A barbeiragem cometida pelo amigo de Sergio Moro ao espalhar o áudio entre membros da sua facção é apenas o acidente no roteiro. 

Era previsto que ele sairia a alardear que as mulheres estariam lá aguardando seu retorno, depois da guerra. Aí elas iriam ver o que é o machão brasileiro. 

Mas não era previsto que alguém vacilasse como macho e vazasse o áudio, talvez um macho inseguro, sem as mesmas convicções do restante da turma.

Bolsonaro também acha que o eleitor brasileiro é fácil. Antes do segundo turno de 2018, ele anunciou que mataria os inimigos na ponta da praia. Ele era ali um Mamãe Falei. O eleitor era fácil e o inimigo também.

Bolsonaro já mostrou que faz o que quiser com o eleitor da sua base. Tudo com facilidade. É fácil ser negacionista e sabotar a imunização de velhos e crianças e continuar com 25% de apoio, porque é fácil enganar.

Os brasileiros são fáceis para Bolsonaro, para os militares, o centrão, os milicianos. Não porque sejam pobres, como disse Mamãe Falei das mulheres ucranianas, até porque muitos dos fáceis brasileiros são ricos. Simplesmente porque são fáceis.

Bolsonaro, Mamãe Falei e a extrema direita mundial descobriram que convencer, assumir controles e submeter vastos contingentes à hipnose do fascismo são tarefas fáceis. Pessoas em desalento se tornaram presas fáceis, ou não teriam levado Bolsonaro ao poder.

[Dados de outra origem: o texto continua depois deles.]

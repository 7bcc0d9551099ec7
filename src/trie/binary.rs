//! The binary branch: a prefix, an optional value at the prefix, and two
//! children selected by the next key bit. The simplest non-terminal; also
//! what the factories emit for two-way fan-out.

use crate::alloc::MemoryAllocator;
use crate::error::{Error, Result};
use crate::key::{KeyFragment, KeyFragmentRepr};
use crate::node_alloc;
use crate::trie::gc_list::GcList;
use crate::trie::node::{self, LocalNode};
use crate::trie::ptr::{NodeType, State, TriePtr};

const ALIGN_BITS: u32 = 3;

#[repr(C)]
#[derive(Clone, Copy, bytemuck::Pod, bytemuck::Zeroable)]
pub struct BinaryRepr {
    prefix: KeyFragmentRepr,
    value: u64,
    children: [u64; 2],
    child_sizes: [u64; 2],
    has_value: u8,
    unused: [u8; 7],
}

const _: () = assert!(std::mem::size_of::<BinaryRepr>() == 64);

fn repr<'a>(area: &'a MemoryAllocator, ptr: TriePtr) -> Result<&'a BinaryRepr> {
    Ok(unsafe { &*area.region().at::<BinaryRepr>(ptr.offset(ALIGN_BITS, 0))? })
}

fn repr_mut<'a>(area: &'a MemoryAllocator, ptr: TriePtr) -> Result<&'a mut BinaryRepr> {
    Ok(unsafe { &mut *area.region().at::<BinaryRepr>(ptr.offset(ALIGN_BITS, 0))? })
}

fn store(
    area: &MemoryAllocator,
    r: BinaryRepr,
    state: State,
    gc: &mut GcList,
) -> Result<TriePtr> {
    let offset = match area.node_alloc.alloc_value(r) {
        Ok(o) => o,
        Err(e) => {
            let _ = KeyFragment::dealloc_repr(&r.prefix, area);
            return Err(e);
        }
    };
    let ptr = TriePtr::indirect(NodeType::BinaryBranch, state, offset, ALIGN_BITS, 0, 0);
    gc.add_new(ptr);
    Ok(ptr)
}

/// Can this mutation write through the node instead of copying it?
fn in_place(ptr: TriePtr, state: State) -> bool {
    state == State::InPlace && ptr.state() == State::InPlace
}

/// Build a binary branch. `children` holds (branch bit, child, size).
pub fn alloc(
    area: &MemoryAllocator,
    prefix: &KeyFragment,
    value: Option<u64>,
    children: &[(u32, TriePtr, u64)],
    state: State,
    gc: &mut GcList,
) -> Result<TriePtr> {
    let mut r = BinaryRepr {
        prefix: prefix.alloc_repr(area)?,
        value: value.unwrap_or(0),
        children: [0; 2],
        child_sizes: [0; 2],
        has_value: u8::from(value.is_some()),
        unused: [0; 7],
    };
    for (b, child, csize) in children {
        debug_assert!(*b < 2);
        r.children[*b as usize] = child.bits();
        r.child_sizes[*b as usize] = *csize;
    }
    store(area, r, state, gc)
}

pub fn size(area: &MemoryAllocator, ptr: TriePtr) -> Result<u64> {
    let r = repr(area, ptr)?;
    Ok(u64::from(r.has_value) + r.child_sizes[0] + r.child_sizes[1])
}

pub fn local(area: &MemoryAllocator, ptr: TriePtr) -> Result<LocalNode> {
    let r = repr(area, ptr)?;
    let prefix = KeyFragment::load_repr(&r.prefix, area)?;
    let mut branches = Vec::with_capacity(2);
    for b in 0..2 {
        let child = TriePtr::from_bits(r.children[b]);
        if !child.is_null() {
            branches.push((KeyFragment::new(b as u64, 1), child, r.child_sizes[b]));
        }
    }
    Ok(LocalNode::Branch {
        prefix,
        value: (r.has_value != 0).then_some(r.value),
        branches,
    })
}

pub fn deallocate(area: &MemoryAllocator, ptr: TriePtr) -> Result<()> {
    let prefix = repr(area, ptr)?.prefix;
    KeyFragment::dealloc_repr(&prefix, area)?;
    area.node_alloc.deallocate(
        ptr.offset(ALIGN_BITS, 0),
        std::mem::size_of::<BinaryRepr>() as u64,
    )
}

pub fn direct_mem_usage(area: &MemoryAllocator, ptr: TriePtr) -> Result<u64> {
    let heap = repr(area, ptr)?.prefix.heap_usage();
    Ok(node_alloc::adjust_size(std::mem::size_of::<BinaryRepr>() as u64)? + heap)
}

/// Copy the repr with a deep-copied prefix, apply `f`, and store it.
fn copy_with(
    area: &MemoryAllocator,
    ptr: TriePtr,
    state: State,
    gc: &mut GcList,
    f: impl FnOnce(&mut BinaryRepr),
) -> Result<TriePtr> {
    let mut r = *repr(area, ptr)?;
    r.prefix = KeyFragment::copy_repr(&r.prefix, area)?;
    f(&mut r);
    let replacement = store(area, r, state, gc)?;
    node::retire(area, ptr, gc)?;
    Ok(replacement)
}

pub fn insert_leaf(
    area: &MemoryAllocator,
    ptr: TriePtr,
    key: &KeyFragment,
    value: u64,
    state: State,
    gc: &mut GcList,
) -> Result<TriePtr> {
    let prefix = KeyFragment::load_repr(&repr(area, ptr)?.prefix, area)?;
    let cp = key.common_prefix_len(&prefix);

    if cp < prefix.bits() {
        // Break-prefix: regroup everything under a shorter prefix. The
        // children are carried over as links; only this node is displaced.
        let mut kvs = node::gather_kv(area, ptr)?;
        kvs.push(node::KV::value(key.clone(), value));
        let replacement = node::make_node(area, kvs, state, gc)?;
        node::retire(area, ptr, gc)?;
        return Ok(replacement);
    }

    if cp == key.bits() {
        // The key ends exactly at the prefix: it becomes the node value.
        let r = repr(area, ptr)?;
        if r.has_value != 0 {
            return Err(Error::Logical("insert of a key that is already present"));
        }
        if in_place(ptr, state) {
            let r = repr_mut(area, ptr)?;
            r.value = value;
            r.has_value = 1;
            return Ok(ptr);
        }
        return copy_with(area, ptr, state, gc, |r| {
            r.value = value;
            r.has_value = 1;
        });
    }

    // Descend into the branch selected by the next bit.
    let b = key.get_bits(1, prefix.bits()) as usize;
    let rest = key.suffix(prefix.bits() + 1);
    let child = TriePtr::from_bits(repr(area, ptr)?.children[b]);
    let new_child = node::insert_leaf(area, child, &rest, value, state, gc)?;

    if in_place(ptr, state) {
        let r = repr_mut(area, ptr)?;
        r.children[b] = new_child.bits();
        r.child_sizes[b] += 1;
        return Ok(ptr);
    }
    copy_with(area, ptr, state, gc, |r| {
        r.children[b] = new_child.bits();
        r.child_sizes[b] += 1;
    })
}

pub fn remove_leaf(
    area: &MemoryAllocator,
    ptr: TriePtr,
    key: &KeyFragment,
    state: State,
    gc: &mut GcList,
) -> Result<TriePtr> {
    let prefix = KeyFragment::load_repr(&repr(area, ptr)?.prefix, area)?;

    // Apply the removal to a scratch copy of the node's fields first.
    let r = *repr(area, ptr)?;
    let mut has_value = r.has_value != 0;
    let mut value = r.value;
    let mut children = [TriePtr::from_bits(r.children[0]), TriePtr::from_bits(r.children[1])];
    let mut sizes = r.child_sizes;

    if *key == prefix {
        if !has_value {
            return Err(Error::Logical("remove of an absent key"));
        }
        has_value = false;
        value = 0;
    } else {
        if !key.starts_with(&prefix) {
            return Err(Error::Logical("remove of an absent key"));
        }
        let b = key.get_bits(1, prefix.bits()) as usize;
        let rest = key.suffix(prefix.bits() + 1);
        if children[b].is_null() {
            return Err(Error::Logical("remove of an absent key"));
        }
        children[b] = node::remove_leaf(area, children[b], &rest, state, gc)?;
        sizes[b] -= 1;
        if children[b].is_null() {
            debug_assert_eq!(sizes[b], 0);
        }
    }

    let total = u64::from(has_value) + sizes[0] + sizes[1];
    let slots = u64::from(has_value)
        + u64::from(!children[0].is_null())
        + u64::from(!children[1].is_null());

    // Small subtrees collapse back into a terminal.
    if total <= 3 {
        let mut entries = Vec::with_capacity(total as usize);
        if has_value {
            entries.push((prefix.clone(), value));
        }
        for b in 0..2 {
            let mut below = prefix.clone();
            below.push_bits(b as u64, 1);
            node::gather_values(area, children[b], &below, &mut entries)?;
        }
        entries.sort_by(|a, b| a.0.cmp(&b.0));
        let replacement = node::make_multi_leaf(area, &entries, state, gc)?;
        for b in 0..2 {
            node::retire_subtree(area, children[b], gc)?;
        }
        node::retire(area, ptr, gc)?;
        return Ok(replacement);
    }

    // A branching node below two slots absorbs its prefix into the
    // remaining child.
    if slots < 2 {
        debug_assert!(!has_value, "value-only case is covered by the collapse above");
        let b = usize::from(children[0].is_null());
        let mut below = prefix.clone();
        below.push_bits(b as u64, 1);
        let replacement = node::prefix_keys(area, children[b], &below, state, gc)?;
        node::retire(area, ptr, gc)?;
        return Ok(replacement);
    }

    if in_place(ptr, state) {
        let r = repr_mut(area, ptr)?;
        r.has_value = u8::from(has_value);
        r.value = value;
        r.children = [children[0].bits(), children[1].bits()];
        r.child_sizes = sizes;
        return Ok(ptr);
    }
    copy_with(area, ptr, state, gc, |r| {
        r.has_value = u8::from(has_value);
        r.value = value;
        r.children = [children[0].bits(), children[1].bits()];
        r.child_sizes = sizes;
    })
}

pub fn replace_value(
    area: &MemoryAllocator,
    ptr: TriePtr,
    key: &KeyFragment,
    value: u64,
    state: State,
    gc: &mut GcList,
) -> Result<TriePtr> {
    let prefix = KeyFragment::load_repr(&repr(area, ptr)?.prefix, area)?;

    if *key == prefix {
        if repr(area, ptr)?.has_value == 0 {
            return Err(Error::Logical("replace of an absent key"));
        }
        if in_place(ptr, state) {
            repr_mut(area, ptr)?.value = value;
            return Ok(ptr);
        }
        return copy_with(area, ptr, state, gc, |r| r.value = value);
    }

    if !key.starts_with(&prefix) {
        return Err(Error::Logical("replace of an absent key"));
    }
    let b = key.get_bits(1, prefix.bits()) as usize;
    let rest = key.suffix(prefix.bits() + 1);
    let child = TriePtr::from_bits(repr(area, ptr)?.children[b]);
    let new_child = node::replace_value(area, child, &rest, value, state, gc)?;

    if in_place(ptr, state) {
        repr_mut(area, ptr)?.children[b] = new_child.bits();
        return Ok(ptr);
    }
    copy_with(area, ptr, state, gc, |r| r.children[b] = new_child.bits())
}

pub fn prefix_keys(
    area: &MemoryAllocator,
    ptr: TriePtr,
    prefix: &KeyFragment,
    state: State,
    gc: &mut GcList,
) -> Result<TriePtr> {
    let old_prefix = KeyFragment::load_repr(&repr(area, ptr)?.prefix, area)?;
    let new_prefix = prefix.concat(&old_prefix);

    if in_place(ptr, state) {
        let new_repr = new_prefix.alloc_repr(area)?;
        let r = repr_mut(area, ptr)?;
        let old = r.prefix;
        r.prefix = new_repr;
        KeyFragment::dealloc_repr(&old, area)?;
        return Ok(ptr);
    }

    let mut r = *repr(area, ptr)?;
    r.prefix = new_prefix.alloc_repr(area)?;
    let replacement = store(area, r, state, gc)?;
    node::retire(area, ptr, gc)?;
    Ok(replacement)
}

Se em algum momento a engrenagem falha, é só porque Mamãe Falei faz parte da ala da chinelagem e mexeu com o poder das mulheres. 

Se Bolsonaro tivesse dito algo parecido com o que o deputado amigo do ex-juiz suspeito disse, não aconteceria nada. Seria apenas mais uma fraquejada ou a livre manifestação de quem, segundo o genocida, não estupra mulher que não merece ser estuprada.

Bolsonaro foi eleito como incentivador de estupros. Nada é difícil para o sujeito, em qualquer área. Foi fácil para a estrutura montada por ele levar adiante as quadrilhas da pandemia, que intermediaram os negócios da cloroquina e estavam prontas para vender vacinas.

Nunca foi tão fácil para o fascismo agir com a conivência de setores do empresariado, de um jeito que não existiu nem na ditadura. 

A elite empresarial é dócil e fácil. Os banqueiros são fáceis. O mercado financeiro é facílimo. Os liberais brasileiros nunca foram tão fáceis. E os militares facilitaram tudo. 

Com um Ministério Público fácil, tudo fica ainda mais facilitado para proteger os filhos e os milicianos que protegem os filhos. 

O sistema de Justiça é fácil para o bolsonarismo. Mas as mulheres brasileiras não são fáceis. As mulheres vão derrotar a extrema direita no Brasil.